É de conhecimento de toda a população a importância do Mossoró Cidade Junina, evento que fomenta a cultura, atrai turistas e gera emprego e renda para comerciantes e prestadoras de serviço. Mas a situação dos terceirizados não deve ser ignorada. A decisão da Justiça do Trabalho, que determinou a suspensão dos pagamentos das atrações, deve ser analisada com cuidado pela população.
Não existe uma tentativa de enfraquecer o evento, por parte do Ministério Público do Trabalho, e a população não pode jogar nas costas do Mossoró Cidade Junina a responsabilidade pelos atrasos nos pagamentos das terceirizadas que prestaram serviços ao Município. São coisas distintas, e que encontram um ponto de convergência para entre si para que a situação seja resolvida.
No caso das terceirizadas, são centenas de famílias que aguardam um posicionamento quanto aos seus pagamentos.
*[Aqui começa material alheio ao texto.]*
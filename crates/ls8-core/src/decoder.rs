//! Instruction decoder for the LS-8 byte encoding.
//!
//! Every instruction is a single byte: the top two bits carry the operand
//! count, bit 4 marks instructions that set PC themselves, bit 5 marks ALU
//! operations, and the low four bits select within that group. Decoding
//! dispatches over the closed [`Opcode`] set, so the handler table is
//! exhaustiveness-checked at compile time rather than looked up at runtime.

/// Closed set of LS-8 instruction bytes.
#[derive(Debug, Clone, Copy, PartialEq, Eq, Hash)]
#[repr(u8)]
pub enum Opcode {
    /// Load an immediate byte into a register.
    Ldi = 0b1000_0010,
    /// Print the decimal value of a register.
    Prn = 0b0100_0111,
    /// Halt the machine.
    Hlt = 0b0000_0001,
    /// ALU multiply, register by register.
    Mul = 0b1010_0010,
    /// ALU add, register by register.
    Add = 0b1010_0000,
    /// Push a register onto the stack.
    Push = 0b0100_0101,
    /// Pop the top of stack into a register.
    Pop = 0b0100_0110,
    /// Push the return address and jump to the address in a register.
    Call = 0b0101_0000,
    /// Pop the return address into PC.
    Ret = 0b0001_0001,
    /// Store a register into the memory cell addressed by another.
    St = 0b1000_0100,
    /// Jump to the address in a register.
    Jmp = 0b0101_0100,
    /// Print the character whose code is in a register.
    Pra = 0b0100_1000,
    /// Return from an interrupt handler, restoring pushed state.
    Iret = 0b0001_0011,
}

impl Opcode {
    /// Looks up the instruction encoded by `byte`.
    #[must_use]
    pub const fn from_byte(byte: u8) -> Option<Self> {
        match byte {
            0b1000_0010 => Some(Self::Ldi),
            0b0100_0111 => Some(Self::Prn),
            0b0000_0001 => Some(Self::Hlt),
            0b1010_0010 => Some(Self::Mul),
            0b1010_0000 => Some(Self::Add),
            0b0100_0101 => Some(Self::Push),
            0b0100_0110 => Some(Self::Pop),
            0b0101_0000 => Some(Self::Call),
            0b0001_0001 => Some(Self::Ret),
            0b1000_0100 => Some(Self::St),
            0b0101_0100 => Some(Self::Jmp),
            0b0100_1000 => Some(Self::Pra),
            0b0001_0011 => Some(Self::Iret),
            _ => None,
        }
    }

    /// The raw encoding of this instruction.
    #[must_use]
    pub const fn byte(self) -> u8 {
        self as u8
    }
}

/// Structural metadata decoded fresh each cycle from the byte at PC.
#[derive(Debug, Clone, Copy, PartialEq, Eq)]
pub struct DecodedInstruction {
    /// The instruction selected by the full byte.
    pub opcode: Opcode,
    /// Number of operand bytes following the instruction (0-2).
    pub operand_count: u8,
    /// When set, the handler owns PC and the loop must not auto-advance.
    pub sets_pc: bool,
    /// Informational: the instruction routes through the ALU.
    pub is_alu: bool,
}

impl DecodedInstruction {
    /// Total instruction length in bytes, operands included.
    #[must_use]
    pub const fn length(self) -> u8 {
        self.operand_count + 1
    }
}

/// Stateless decode of one instruction byte.
pub struct Decoder;

impl Decoder {
    /// Extracts the structural fields of `byte`, or `None` when the byte
    /// has no handler (the dispatch loop reports that as an
    /// unknown-opcode fault rather than skipping it).
    #[must_use]
    pub const fn decode(byte: u8) -> Option<DecodedInstruction> {
        let Some(opcode) = Opcode::from_byte(byte) else {
            return None;
        };

        Some(DecodedInstruction {
            opcode,
            operand_count: byte >> 6,
            sets_pc: (byte >> 4) & 1 == 1,
            is_alu: (byte >> 5) & 1 == 1,
        })
    }
}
Alguns trabalhadores chegaram a relatar que estão há 12 meses sem receber salários, além de seus direitos trabalhistas ignorados, como decimo terceiro e férias.
Já na visão do evento, também são centenas de ambulantes, empresas, restaurantes, hotéis, pousadas e motoristas de aplicativos que aguardam a data para tirar uma renda extra. O evento além de trazer oportunidades, injeta milhões na economia local.
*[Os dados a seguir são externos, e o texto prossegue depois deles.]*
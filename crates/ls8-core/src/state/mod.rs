//! Architectural machine state: register file and run-state machine.

mod registers;
mod run_state;

pub use registers::{RegisterFile, Word, IM, IS, REGISTER_COUNT, SP, TIMER_INTERRUPT_LINE};
pub use run_state::RunState;
use crate::state::Word;
use thiserror::Error;

/// Fatal execution faults raised by the dispatch loop, ALU, and stack.
///
/// Every variant carries enough context (address, opcode byte, stack
/// pointer) to reproduce the failing cycle. Faults are never recovered;
/// they propagate out of [`crate::Machine::run`] as a typed failure.
///
/// Register-index and stack-bound checks are a deliberate hardening over
/// the original machine, which trusted operand bytes and never bounded SP.
#[derive(Debug, Clone, Copy, PartialEq, Eq, Hash, Error)]
#[cfg_attr(feature = "serde", derive(serde::Deserialize, serde::Serialize))]
pub enum Fault {
    /// Fetched byte has no entry in the instruction table.
    #[error("unknown opcode {byte:#010b} at address {pc:#04x}")]
    UnknownOpcode {
        /// Program counter at the failing fetch.
        pc: u8,
        /// The unrecognized instruction byte.
        byte: u8,
    },
    /// ALU was invoked with an operation outside {ADD, MUL}.
    #[error("unsupported ALU operation {opcode:#010b}")]
    UnsupportedAluOp {
        /// Instruction byte routed to the ALU.
        opcode: u8,
    },
    /// Operand byte used as a register index outside `[0, 7]`.
    #[error("register index {index} out of range")]
    RegisterIndexOutOfRange {
        /// The offending operand byte.
        index: u8,
    },
    /// A push would move SP below the bottom of memory.
    #[error("stack overflow (SP = {sp})")]
    StackOverflow {
        /// Stack pointer value before the failing push.
        sp: Word,
    },
    /// A pop would read outside the valid memory range.
    #[error("stack underflow (SP = {sp})")]
    StackUnderflow {
        /// Stack pointer value at the failing pop.
        sp: Word,
    },
}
Mas afinal, de quem é a responsabilidade? Única e exclusiva da Prefeitura de Mossoró, que deixou a situação chegar a esse ponto. O mossoroense torce para que esse imbróglio seja solucionado, e que o evento possa ser realizado sem entraves jurídicos, assim como as terceirizadas possam receber pelos seus serviços prestados.
Atrasos nos pagamentos e a suspensão de um evento do porte do Mossoró Cidade Junina só trazem prejuízos para a economia da nossa cidade. Uma economia que precisa reagir frente à crise do petróleo, e que aposta na informalidade e no empreendedorismo para ser superada.